* _Exercise directions_: In this data, count the lines in which "statement" appears and give only that number.

[Data extracted from a collection]

┌────────

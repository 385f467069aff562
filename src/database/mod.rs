// ABOUTME: Core database management with embedded migrations for SQLite
// ABOUTME: Owns the bounded connection pool shared by all diary stores
//
// SPDX-License-Identifier: MIT OR Apache-2.0
// Copyright (c) 2025 CleberFit

//! Database connection pool and store modules.
//!
//! One module per table. Every store operation acquires a connection from
//! the shared bounded pool, performs a single logical statement, and
//! releases it. Referential integrity between tables is enforced by foreign
//! keys declared in the migrations (`ON DELETE CASCADE`), so deletes never
//! need multi-statement transactions.

/// Body-weight log operations
pub mod body_weight;
/// Training history operations
pub mod history;
/// Shared exercise library operations
pub mod library;
/// Routine-exercise operations
pub mod routine_exercises;
/// Routine ("ficha") operations
pub mod routines;
/// User account operations
pub mod users;

use sqlx::sqlite::SqlitePoolOptions;
use sqlx::{Pool, Sqlite};
use tracing::info;

use crate::errors::{AppError, AppResult};

/// Database connection pool shared by all stores
#[derive(Clone)]
pub struct Database {
    pool: Pool<Sqlite>,
}

impl Database {
    /// Create a new database connection pool and run migrations
    ///
    /// # Errors
    ///
    /// Returns an error if:
    /// - The database URL is invalid or malformed
    /// - The connection fails
    /// - The migration process fails
    pub async fn new(database_url: &str, max_connections: u32) -> AppResult<Self> {
        // Ensure SQLite creates the database file if it doesn't exist
        let connection_options = if database_url.starts_with("sqlite:")
            && !database_url.contains(":memory:")
            && !database_url.contains('?')
        {
            format!("{database_url}?mode=rwc")
        } else {
            database_url.to_owned()
        };

        // An in-memory database is private to its connection; a single
        // connection keeps state shared across the pool.
        let max_connections = if database_url.contains(":memory:") {
            1
        } else {
            max_connections
        };

        let pool = SqlitePoolOptions::new()
            .max_connections(max_connections)
            .connect(&connection_options)
            .await
            .map_err(|e| AppError::database(format!("Failed to connect to database: {e}")))?;

        let db = Self { pool };
        db.migrate().await?;

        Ok(db)
    }

    /// Get a reference to the pool for advanced operations
    #[must_use]
    pub const fn pool(&self) -> &Pool<Sqlite> {
        &self.pool
    }

    /// Run all pending migrations embedded at compile-time from ./migrations
    ///
    /// # Errors
    ///
    /// Returns an error if any migration fails or the connection is lost.
    pub async fn migrate(&self) -> AppResult<()> {
        info!("Running database migrations...");

        sqlx::migrate!("./migrations")
            .run(&self.pool)
            .await
            .map_err(|e| AppError::database(format!("Migration failed: {e}")))?;

        info!("Database migrations completed successfully");
        Ok(())
    }
}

└────────

* _Response to this task_: 2